The way that movements were slower as if running on a battery on low. The nerve endings from the brain out to the muscles in the body running on a circuit board that seemed archaic. Mom was still there joking about PD as most Parkie's do and I always love to be in on a joke. It's a device I've used since my grandma slipped away through Alzheimer's.
Make your loved one laugh and in that one moment you are with them somewhere that the disease can't get.
Last month though I caught a drive to my cousin's high school graduation with my parents. The drive felt different from the moment I slid into the back of the maroon Crown Victoria substitute (I refuse to remember the new car's make/model). My father, the eternal smart ass was being kinder than usual to my mom. We stopped at a small town gas station for the bathroom and the requisite acquiring of gum for my mom. I slipped into the Midwestern small talk and brought up my dad's yearly fishing trip in August. He mentioned I might need to stay with mom, because she would probably need help at night.
For those who are unaware the medicine cycle for some PD patients, ends with a 8pm kick back. This was why Micheal J. Fox had Spin City start taping early. It's when Parkie's are better equipped.
Take a moment to think about the muscles in your body. All of them. You wake up in the middle of the night and need to go to the bathroom... how many muscles do you call on? I understood why I'd be needed.
But most of all I could hear how tired Dad was in that moment. It put me on guard and I've been there for a month now. Observing, changing my behavior a bit to be nicer as well, more patient...
My good friend, Beth, was singing in the KC Women's Chorus and had told me that Mom would really like the music.

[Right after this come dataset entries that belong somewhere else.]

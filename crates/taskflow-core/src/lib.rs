pub mod branch;
pub mod collab;
pub mod config;
pub mod deps;
pub mod error;
pub mod feature;
pub mod id;
pub mod index;
pub mod io;
pub mod lifecycle;
pub mod paths;
pub mod schedule;
pub mod status;
pub mod store;
pub mod task;
pub mod validation;

pub use error::{Result, TaskflowError};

I knew that an outing to KC would require driving, getting into a building, getting seated, and lots of people to maneuver around, but I was up for it.
I could tell the day was physically exhausting for my mom, but she did love the concert we sang along with the Shoop Shoop song, one she used to sing and spin around the kitchen with me. The linoleum helping our socked feet feel like we were gliding across some grand dance hall.
When we got back into the car on the way home through a maze of ramps and elevators Mom was sweating like she had run a marathon, which as her muscles were concerned she had done so her breathing was labored, but mine is from climbing three flights of stairs. I was worried about her being overheated, but she said it's a new thing the doctors are trying to figure out. The doctors had run a sonogram to see if that illuminated anything. (She said that she had come from the room and Dad asked her how it went and she said, "There's a Junior!" He was not amused. I thought it was pretty awesome.) She explained the feeling as your outside being cold, but the inside being hot and she was right her skin was chilly, but her body was reacting as if she was boiling inside.
As we got home and I helped get everything out of the car she stood in the kitchen and concentrated on smiling, thanking me for the trip and hoping that she didn't embarrass me too much. My heart broke a little, but I grinned back at her and said, "I've known you my whole life. If you haven't done it by now, you never will."
I had been her companion that day. I leaned in when she spoke to me and listened. I teased her when she said I was a good driver and two minutes later would tell me the direction I should be turning right before the exit as she always has done. I walked with her holding her hand without being asked. I was her companion.
Just like she had done before for me and how she still is to this day.
It's been a constant in my life. It defines how some people know me and my family. Its effects can make me feel useful and useless at the same time.
But it will never make me embarrassed by my mother.
That would have been the matching jumpers she made when I was a tow headed elementary school student. Actually no, we looked awesome in those. We pulled them off.